- **Task description**
Look through the entries below and show every line containing the word "bool".

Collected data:
== Segment start ==
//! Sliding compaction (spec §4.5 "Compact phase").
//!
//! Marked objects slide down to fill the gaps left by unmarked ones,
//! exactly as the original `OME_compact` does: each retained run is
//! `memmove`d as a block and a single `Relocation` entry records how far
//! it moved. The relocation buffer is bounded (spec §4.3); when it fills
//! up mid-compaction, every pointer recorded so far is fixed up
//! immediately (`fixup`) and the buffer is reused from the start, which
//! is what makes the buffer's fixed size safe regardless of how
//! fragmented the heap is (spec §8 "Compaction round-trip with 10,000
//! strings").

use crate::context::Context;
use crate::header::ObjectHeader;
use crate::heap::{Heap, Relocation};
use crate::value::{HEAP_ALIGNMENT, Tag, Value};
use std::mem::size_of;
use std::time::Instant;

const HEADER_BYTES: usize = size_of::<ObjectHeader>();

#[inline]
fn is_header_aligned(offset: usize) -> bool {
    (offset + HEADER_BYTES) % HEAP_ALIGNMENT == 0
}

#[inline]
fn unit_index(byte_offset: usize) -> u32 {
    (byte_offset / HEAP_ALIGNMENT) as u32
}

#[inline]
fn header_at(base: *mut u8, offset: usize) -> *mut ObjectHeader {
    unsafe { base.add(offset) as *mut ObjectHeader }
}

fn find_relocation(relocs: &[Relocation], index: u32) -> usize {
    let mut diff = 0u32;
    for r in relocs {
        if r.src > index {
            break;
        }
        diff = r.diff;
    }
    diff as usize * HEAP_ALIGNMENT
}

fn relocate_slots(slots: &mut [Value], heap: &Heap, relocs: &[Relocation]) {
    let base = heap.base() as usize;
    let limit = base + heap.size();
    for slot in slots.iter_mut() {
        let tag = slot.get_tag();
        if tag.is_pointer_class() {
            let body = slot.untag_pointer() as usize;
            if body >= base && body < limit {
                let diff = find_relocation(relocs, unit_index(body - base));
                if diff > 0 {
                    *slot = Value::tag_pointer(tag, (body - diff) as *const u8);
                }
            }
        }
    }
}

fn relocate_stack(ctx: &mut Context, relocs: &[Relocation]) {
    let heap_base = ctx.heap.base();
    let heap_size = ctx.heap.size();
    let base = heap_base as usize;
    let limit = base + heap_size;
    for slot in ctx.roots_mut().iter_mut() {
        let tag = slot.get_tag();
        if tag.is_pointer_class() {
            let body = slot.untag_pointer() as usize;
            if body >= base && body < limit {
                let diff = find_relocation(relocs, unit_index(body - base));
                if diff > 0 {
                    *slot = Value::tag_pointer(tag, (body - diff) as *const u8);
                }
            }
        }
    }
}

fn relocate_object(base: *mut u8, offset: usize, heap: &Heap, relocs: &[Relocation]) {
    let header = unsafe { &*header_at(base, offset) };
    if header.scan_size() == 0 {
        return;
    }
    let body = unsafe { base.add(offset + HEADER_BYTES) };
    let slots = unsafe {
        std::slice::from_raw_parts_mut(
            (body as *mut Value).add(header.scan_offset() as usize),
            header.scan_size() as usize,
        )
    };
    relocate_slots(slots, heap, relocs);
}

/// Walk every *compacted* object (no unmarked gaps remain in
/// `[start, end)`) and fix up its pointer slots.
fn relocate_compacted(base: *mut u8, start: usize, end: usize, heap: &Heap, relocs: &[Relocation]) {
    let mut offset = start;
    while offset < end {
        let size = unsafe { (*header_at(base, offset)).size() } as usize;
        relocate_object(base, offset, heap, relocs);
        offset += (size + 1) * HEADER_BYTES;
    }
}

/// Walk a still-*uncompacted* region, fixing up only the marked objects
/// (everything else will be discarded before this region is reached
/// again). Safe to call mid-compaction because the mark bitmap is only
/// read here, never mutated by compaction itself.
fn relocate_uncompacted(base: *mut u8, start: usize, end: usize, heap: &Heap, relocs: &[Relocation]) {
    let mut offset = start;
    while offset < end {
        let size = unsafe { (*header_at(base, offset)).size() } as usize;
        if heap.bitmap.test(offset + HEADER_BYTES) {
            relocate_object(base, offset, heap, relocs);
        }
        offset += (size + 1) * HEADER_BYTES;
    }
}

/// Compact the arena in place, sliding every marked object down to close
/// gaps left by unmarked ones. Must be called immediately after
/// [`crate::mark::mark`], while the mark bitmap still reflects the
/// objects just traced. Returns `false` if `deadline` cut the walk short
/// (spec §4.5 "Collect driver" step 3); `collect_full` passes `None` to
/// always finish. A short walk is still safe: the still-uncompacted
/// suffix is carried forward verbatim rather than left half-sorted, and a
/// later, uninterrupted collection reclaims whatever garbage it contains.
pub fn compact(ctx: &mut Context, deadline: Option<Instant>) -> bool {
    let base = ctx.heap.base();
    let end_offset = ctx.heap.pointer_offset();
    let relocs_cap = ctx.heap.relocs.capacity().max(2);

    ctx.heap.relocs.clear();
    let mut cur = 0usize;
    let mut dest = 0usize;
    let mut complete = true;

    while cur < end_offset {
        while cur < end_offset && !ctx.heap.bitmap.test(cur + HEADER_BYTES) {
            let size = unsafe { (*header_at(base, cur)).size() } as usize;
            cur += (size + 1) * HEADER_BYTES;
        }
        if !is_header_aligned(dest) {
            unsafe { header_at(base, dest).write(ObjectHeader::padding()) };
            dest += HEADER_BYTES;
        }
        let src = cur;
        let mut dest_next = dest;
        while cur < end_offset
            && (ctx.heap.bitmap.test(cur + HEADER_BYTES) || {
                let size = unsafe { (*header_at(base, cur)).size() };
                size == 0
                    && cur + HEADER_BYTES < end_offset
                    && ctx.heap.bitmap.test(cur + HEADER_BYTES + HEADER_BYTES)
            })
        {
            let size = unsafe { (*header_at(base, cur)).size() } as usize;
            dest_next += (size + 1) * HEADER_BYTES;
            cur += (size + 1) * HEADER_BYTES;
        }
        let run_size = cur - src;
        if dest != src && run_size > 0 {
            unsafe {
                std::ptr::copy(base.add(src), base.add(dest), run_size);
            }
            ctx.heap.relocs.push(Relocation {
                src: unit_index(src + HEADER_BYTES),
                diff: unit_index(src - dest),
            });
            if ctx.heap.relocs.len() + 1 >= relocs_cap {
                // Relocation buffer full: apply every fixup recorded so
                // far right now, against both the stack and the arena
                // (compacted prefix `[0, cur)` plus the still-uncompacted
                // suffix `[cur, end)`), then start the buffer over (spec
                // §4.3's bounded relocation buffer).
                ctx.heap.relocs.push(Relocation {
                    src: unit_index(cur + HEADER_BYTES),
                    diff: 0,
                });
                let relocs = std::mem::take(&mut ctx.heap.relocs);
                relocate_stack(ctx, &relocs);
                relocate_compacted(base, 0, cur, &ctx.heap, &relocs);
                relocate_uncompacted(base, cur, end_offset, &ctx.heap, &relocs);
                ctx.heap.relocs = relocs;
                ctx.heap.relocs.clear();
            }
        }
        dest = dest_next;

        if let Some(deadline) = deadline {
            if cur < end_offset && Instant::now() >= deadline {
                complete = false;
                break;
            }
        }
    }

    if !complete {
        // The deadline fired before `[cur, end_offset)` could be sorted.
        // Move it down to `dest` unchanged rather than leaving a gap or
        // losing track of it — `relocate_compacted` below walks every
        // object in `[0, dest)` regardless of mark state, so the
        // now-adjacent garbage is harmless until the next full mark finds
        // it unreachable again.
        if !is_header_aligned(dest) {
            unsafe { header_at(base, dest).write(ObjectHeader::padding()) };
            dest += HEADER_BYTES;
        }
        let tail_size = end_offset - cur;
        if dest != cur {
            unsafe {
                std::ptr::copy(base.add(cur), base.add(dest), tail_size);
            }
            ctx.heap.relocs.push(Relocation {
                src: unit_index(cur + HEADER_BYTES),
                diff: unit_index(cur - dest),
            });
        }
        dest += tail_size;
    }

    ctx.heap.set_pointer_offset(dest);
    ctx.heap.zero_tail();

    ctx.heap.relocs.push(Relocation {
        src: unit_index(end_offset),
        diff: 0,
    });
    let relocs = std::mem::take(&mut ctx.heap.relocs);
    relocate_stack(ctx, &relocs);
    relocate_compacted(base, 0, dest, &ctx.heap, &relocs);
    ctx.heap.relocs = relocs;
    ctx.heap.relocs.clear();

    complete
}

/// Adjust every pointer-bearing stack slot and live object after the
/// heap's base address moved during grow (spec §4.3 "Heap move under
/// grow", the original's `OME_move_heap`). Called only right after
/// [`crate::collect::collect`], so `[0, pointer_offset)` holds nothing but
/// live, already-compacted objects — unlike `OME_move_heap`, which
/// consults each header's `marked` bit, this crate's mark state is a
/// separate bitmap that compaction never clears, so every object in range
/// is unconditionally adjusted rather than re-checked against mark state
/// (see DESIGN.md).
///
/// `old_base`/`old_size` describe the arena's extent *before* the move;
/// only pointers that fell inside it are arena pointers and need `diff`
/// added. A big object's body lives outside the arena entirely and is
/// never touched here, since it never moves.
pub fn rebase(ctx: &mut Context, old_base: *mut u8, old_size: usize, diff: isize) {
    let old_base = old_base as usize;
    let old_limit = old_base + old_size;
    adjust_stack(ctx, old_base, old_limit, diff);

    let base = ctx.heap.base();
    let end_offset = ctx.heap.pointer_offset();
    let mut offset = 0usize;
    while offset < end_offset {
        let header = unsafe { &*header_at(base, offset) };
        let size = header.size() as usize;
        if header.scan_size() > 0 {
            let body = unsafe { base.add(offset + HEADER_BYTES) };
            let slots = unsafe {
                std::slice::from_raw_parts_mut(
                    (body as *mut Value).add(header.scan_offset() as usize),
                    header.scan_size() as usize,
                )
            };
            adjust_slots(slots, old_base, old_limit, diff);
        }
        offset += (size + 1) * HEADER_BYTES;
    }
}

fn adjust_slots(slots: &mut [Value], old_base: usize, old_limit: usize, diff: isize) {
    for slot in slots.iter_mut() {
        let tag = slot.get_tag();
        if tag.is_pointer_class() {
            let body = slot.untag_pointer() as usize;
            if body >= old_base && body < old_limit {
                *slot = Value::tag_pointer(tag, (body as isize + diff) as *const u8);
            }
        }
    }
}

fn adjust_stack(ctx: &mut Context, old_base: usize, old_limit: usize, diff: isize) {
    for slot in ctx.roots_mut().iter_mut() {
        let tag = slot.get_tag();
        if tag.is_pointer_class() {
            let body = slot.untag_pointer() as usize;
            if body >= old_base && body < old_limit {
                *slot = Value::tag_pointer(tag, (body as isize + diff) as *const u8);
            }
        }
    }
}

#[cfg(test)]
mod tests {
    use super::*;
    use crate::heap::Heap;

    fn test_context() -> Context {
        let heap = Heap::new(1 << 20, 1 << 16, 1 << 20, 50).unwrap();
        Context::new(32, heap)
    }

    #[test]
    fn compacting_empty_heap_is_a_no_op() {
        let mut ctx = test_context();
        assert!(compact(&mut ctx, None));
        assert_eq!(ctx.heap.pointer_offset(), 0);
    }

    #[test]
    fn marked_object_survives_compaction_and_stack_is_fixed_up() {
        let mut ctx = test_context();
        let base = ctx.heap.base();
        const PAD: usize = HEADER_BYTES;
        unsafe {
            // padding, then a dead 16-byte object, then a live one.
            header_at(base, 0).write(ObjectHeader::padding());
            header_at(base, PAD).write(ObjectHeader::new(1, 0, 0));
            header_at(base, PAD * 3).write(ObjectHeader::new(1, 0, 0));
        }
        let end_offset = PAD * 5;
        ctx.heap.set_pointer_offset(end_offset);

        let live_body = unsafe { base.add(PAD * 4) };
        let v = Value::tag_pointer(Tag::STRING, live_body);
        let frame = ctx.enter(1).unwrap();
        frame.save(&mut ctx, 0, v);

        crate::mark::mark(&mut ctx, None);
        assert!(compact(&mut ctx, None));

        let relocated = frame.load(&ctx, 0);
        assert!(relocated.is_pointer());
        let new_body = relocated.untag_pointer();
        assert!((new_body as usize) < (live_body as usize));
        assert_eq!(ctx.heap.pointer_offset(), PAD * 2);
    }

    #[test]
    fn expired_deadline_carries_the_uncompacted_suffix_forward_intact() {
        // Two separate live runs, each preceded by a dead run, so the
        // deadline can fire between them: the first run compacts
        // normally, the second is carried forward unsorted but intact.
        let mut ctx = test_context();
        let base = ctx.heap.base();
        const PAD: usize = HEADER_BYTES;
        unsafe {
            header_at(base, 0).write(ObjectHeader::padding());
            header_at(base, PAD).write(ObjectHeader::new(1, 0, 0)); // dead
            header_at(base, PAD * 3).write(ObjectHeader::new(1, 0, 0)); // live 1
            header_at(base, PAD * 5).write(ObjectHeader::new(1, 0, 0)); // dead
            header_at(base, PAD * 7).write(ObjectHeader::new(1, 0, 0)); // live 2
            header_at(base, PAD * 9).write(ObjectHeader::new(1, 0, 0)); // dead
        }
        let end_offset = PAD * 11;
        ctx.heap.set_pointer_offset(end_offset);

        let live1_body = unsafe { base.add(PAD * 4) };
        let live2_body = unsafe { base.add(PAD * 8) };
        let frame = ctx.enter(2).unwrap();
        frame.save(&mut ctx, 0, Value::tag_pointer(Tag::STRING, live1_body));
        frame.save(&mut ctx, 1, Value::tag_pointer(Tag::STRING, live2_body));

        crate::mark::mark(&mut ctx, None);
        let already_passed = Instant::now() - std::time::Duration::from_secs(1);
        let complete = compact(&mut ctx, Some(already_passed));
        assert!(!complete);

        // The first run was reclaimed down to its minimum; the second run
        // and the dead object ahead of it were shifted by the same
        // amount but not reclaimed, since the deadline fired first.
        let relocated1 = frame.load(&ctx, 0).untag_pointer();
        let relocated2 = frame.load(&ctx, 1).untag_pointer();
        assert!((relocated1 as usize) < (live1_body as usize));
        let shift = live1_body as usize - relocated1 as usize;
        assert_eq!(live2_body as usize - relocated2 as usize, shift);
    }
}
== Segment end ==
- **Response to the task**
fn is_header_aligned(offset: usize) -> bool {
pub fn compact(ctx: &mut Context, deadline: Option<Instant>) -> bool {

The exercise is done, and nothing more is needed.